■ The task: Could you reproduce every record below exactly as it stands?

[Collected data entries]
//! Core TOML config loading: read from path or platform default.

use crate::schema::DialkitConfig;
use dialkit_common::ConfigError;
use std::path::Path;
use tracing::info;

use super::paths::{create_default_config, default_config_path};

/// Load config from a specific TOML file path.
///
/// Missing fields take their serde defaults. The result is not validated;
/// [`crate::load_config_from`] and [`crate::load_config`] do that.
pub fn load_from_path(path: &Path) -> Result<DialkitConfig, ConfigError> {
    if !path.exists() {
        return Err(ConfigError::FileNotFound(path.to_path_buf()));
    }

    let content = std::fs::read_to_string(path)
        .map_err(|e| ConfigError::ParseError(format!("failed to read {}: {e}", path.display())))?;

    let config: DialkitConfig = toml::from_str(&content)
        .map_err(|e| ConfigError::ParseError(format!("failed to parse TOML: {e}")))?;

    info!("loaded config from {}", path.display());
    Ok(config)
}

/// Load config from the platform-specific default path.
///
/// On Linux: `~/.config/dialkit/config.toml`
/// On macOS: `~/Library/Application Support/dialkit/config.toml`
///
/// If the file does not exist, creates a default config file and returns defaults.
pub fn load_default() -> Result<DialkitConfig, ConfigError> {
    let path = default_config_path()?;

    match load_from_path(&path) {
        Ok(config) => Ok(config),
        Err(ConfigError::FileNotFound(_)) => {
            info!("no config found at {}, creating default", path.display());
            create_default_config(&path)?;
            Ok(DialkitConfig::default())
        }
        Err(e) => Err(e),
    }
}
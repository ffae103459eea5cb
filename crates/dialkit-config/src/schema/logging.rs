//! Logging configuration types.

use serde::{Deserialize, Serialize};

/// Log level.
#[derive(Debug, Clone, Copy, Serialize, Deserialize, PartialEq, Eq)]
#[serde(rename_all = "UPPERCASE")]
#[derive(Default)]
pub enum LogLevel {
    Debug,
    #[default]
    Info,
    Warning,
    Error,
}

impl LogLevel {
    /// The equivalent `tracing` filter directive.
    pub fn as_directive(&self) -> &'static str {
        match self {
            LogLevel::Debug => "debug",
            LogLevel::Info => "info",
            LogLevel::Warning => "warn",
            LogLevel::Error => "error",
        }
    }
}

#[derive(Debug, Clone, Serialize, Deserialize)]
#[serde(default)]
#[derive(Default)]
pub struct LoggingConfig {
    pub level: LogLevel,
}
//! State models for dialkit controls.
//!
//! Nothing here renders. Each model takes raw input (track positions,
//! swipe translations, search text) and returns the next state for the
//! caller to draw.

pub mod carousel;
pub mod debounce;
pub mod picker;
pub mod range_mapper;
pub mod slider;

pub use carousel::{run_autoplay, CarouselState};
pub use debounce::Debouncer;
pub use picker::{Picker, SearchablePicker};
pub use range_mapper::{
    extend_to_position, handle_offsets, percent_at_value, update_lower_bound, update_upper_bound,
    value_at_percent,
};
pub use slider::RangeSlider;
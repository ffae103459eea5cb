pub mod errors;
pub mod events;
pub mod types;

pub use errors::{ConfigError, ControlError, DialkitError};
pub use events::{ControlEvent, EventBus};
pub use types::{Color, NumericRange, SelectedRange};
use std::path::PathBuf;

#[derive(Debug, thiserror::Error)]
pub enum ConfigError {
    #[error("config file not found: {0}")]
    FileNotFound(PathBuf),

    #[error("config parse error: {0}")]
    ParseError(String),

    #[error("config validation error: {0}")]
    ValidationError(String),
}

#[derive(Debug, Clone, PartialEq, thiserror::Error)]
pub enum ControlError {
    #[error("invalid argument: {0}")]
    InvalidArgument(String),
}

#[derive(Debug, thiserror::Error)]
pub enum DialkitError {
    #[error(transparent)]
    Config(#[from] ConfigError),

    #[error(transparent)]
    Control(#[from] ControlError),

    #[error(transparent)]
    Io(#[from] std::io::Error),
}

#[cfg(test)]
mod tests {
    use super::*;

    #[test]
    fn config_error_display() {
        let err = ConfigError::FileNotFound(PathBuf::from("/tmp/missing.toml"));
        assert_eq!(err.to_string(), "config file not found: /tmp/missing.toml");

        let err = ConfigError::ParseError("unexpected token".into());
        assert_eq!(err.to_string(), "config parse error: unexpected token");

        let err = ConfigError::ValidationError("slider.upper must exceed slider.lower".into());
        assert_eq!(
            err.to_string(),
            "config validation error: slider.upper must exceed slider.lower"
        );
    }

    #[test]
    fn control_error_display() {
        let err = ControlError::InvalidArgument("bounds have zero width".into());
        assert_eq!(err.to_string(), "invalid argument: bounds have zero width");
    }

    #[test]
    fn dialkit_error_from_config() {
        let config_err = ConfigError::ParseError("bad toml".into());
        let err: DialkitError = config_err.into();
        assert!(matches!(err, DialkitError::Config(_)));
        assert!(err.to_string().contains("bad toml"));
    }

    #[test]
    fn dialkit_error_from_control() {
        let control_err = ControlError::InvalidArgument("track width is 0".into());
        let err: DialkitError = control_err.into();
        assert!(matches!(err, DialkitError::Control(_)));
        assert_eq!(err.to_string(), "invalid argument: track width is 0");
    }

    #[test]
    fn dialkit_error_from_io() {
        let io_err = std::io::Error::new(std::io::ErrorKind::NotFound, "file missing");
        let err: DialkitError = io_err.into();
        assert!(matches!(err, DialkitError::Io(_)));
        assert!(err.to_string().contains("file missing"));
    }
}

■ Written answer:
//! Core TOML config loading: read from path or platform default.

use crate::schema::DialkitConfig;
use dialkit_common::ConfigError;
use std::path::Path;
use tracing::info;

use super::paths::{create_default_config, default_config_path};

/// Load config from a specific TOML file path.
///
/// Missing fields take their serde defaults. The result is not validated;
/// [`crate::load_config_from`] and [`crate::load_config`] do that.
pub fn load_from_path(path: &Path) -> Result<DialkitConfig, ConfigError> {
    if !path.exists() {
        return Err(ConfigError::FileNotFound(path.to_path_buf()));
    }

    let content = std::fs::read_to_string(path)
        .map_err(|e| ConfigError::ParseError(format!("failed to read {}: {e}", path.display())))?;

    let config: DialkitConfig = toml::from_str(&content)
        .map_err(|e| ConfigError::ParseError(format!("failed to parse TOML: {e}")))?;

    info!("loaded config from {}", path.display());
    Ok(config)
}

/// Load config from the platform-specific default path.
///
/// On Linux: `~/.config/dialkit/config.toml`
/// On macOS: `~/Library/Application Support/dialkit/config.toml`
///
/// If the file does not exist, creates a default config file and returns defaults.
pub fn load_default() -> Result<DialkitConfig, ConfigError> {
    let path = default_config_path()?;

    match load_from_path(&path) {
        Ok(config) => Ok(config),
        Err(ConfigError::FileNotFound(_)) => {
            info!("no config found at {}, creating default", path.display());
            create_default_config(&path)?;
            Ok(DialkitConfig::default())
        }
        Err(e) => Err(e),
    }
}
repository ffae103459eea5cb
filename crates/dialkit-config/src/schema/logging.rs
//! Logging configuration types.

use serde::{Deserialize, Serialize};

/// Log level.
#[derive(Debug, Clone, Copy, Serialize, Deserialize, PartialEq, Eq)]
#[serde(rename_all = "UPPERCASE")]
#[derive(Default)]
pub enum LogLevel {
    Debug,
    #[default]
    Info,
    Warning,
    Error,
}

impl LogLevel {
    /// The equivalent `tracing` filter directive.
    pub fn as_directive(&self) -> &'static str {
        match self {
            LogLevel::Debug => "debug",
            LogLevel::Info => "info",
            LogLevel::Warning => "warn",
            LogLevel::Error => "error",
        }
    }
}

#[derive(Debug, Clone, Serialize, Deserialize)]
#[serde(default)]
#[derive(Default)]
pub struct LoggingConfig {
    pub level: LogLevel,
}
//! State models for dialkit controls.
//!
//! Nothing here renders. Each model takes raw input (track positions,
//! swipe translations, search text) and returns the next state for the
//! caller to draw.

pub mod carousel;
pub mod debounce;
pub mod picker;
pub mod range_mapper;
pub mod slider;

pub use carousel::{run_autoplay, CarouselState};
pub use debounce::Debouncer;
pub use picker::{Picker, SearchablePicker};
pub use range_mapper::{
    extend_to_position, handle_offsets, percent_at_value, update_lower_bound, update_upper_bound,
    value_at_percent,
};
pub use slider::RangeSlider;
repository ffae103459eea5cb
pub mod errors;
pub mod events;
pub mod types;

pub use errors::{ConfigError, ControlError, DialkitError};
pub use events::{ControlEvent, EventBus};
pub use types::{Color, NumericRange, SelectedRange};
use std::path::PathBuf;

#[derive(Debug, thiserror::Error)]
pub enum ConfigError {
    #[error("config file not found: {0}")]
    FileNotFound(PathBuf),

    #[error("config parse error: {0}")]
    ParseError(String),

    #[error("config validation error: {0}")]
    ValidationError(String),
}

#[derive(Debug, Clone, PartialEq, thiserror::Error)]
pub enum ControlError {
    #[error("invalid argument: {0}")]
    InvalidArgument(String),
}

#[derive(Debug, thiserror::Error)]
pub enum DialkitError {
    #[error(transparent)]
    Config(#[from] ConfigError),

    #[error(transparent)]
    Control(#[from] ControlError),

    #[error(transparent)]
    Io(#[from] std::io::Error),
}

#[cfg(test)]
mod tests {
    use super::*;

    #[test]
    fn config_error_display() {
        let err = ConfigError::FileNotFound(PathBuf::from("/tmp/missing.toml"));
        assert_eq!(err.to_string(), "config file not found: /tmp/missing.toml");

        let err = ConfigError::ParseError("unexpected token".into());
        assert_eq!(err.to_string(), "config parse error: unexpected token");

        let err = ConfigError::ValidationError("slider.upper must exceed slider.lower".into());
        assert_eq!(
            err.to_string(),
            "config validation error: slider.upper must exceed slider.lower"
        );
    }

    #[test]
    fn control_error_display() {
        let err = ControlError::InvalidArgument("bounds have zero width".into());
        assert_eq!(err.to_string(), "invalid argument: bounds have zero width");
    }

    #[test]
    fn dialkit_error_from_config() {
        let config_err = ConfigError::ParseError("bad toml".into());
        let err: DialkitError = config_err.into();
        assert!(matches!(err, DialkitError::Config(_)));
        assert!(err.to_string().contains("bad toml"));
    }

    #[test]
    fn dialkit_error_from_control() {
        let control_err = ControlError::InvalidArgument("track width is 0".into());
        let err: DialkitError = control_err.into();
        assert!(matches!(err, DialkitError::Control(_)));
        assert_eq!(err.to_string(), "invalid argument: track width is 0");
    }

    #[test]
    fn dialkit_error_from_io() {
        let io_err = std::io::Error::new(std::io::ErrorKind::NotFound, "file missing");
        let err: DialkitError = io_err.into();
        assert!(matches!(err, DialkitError::Io(_)));
        assert!(err.to_string().contains("file missing"));
    }
}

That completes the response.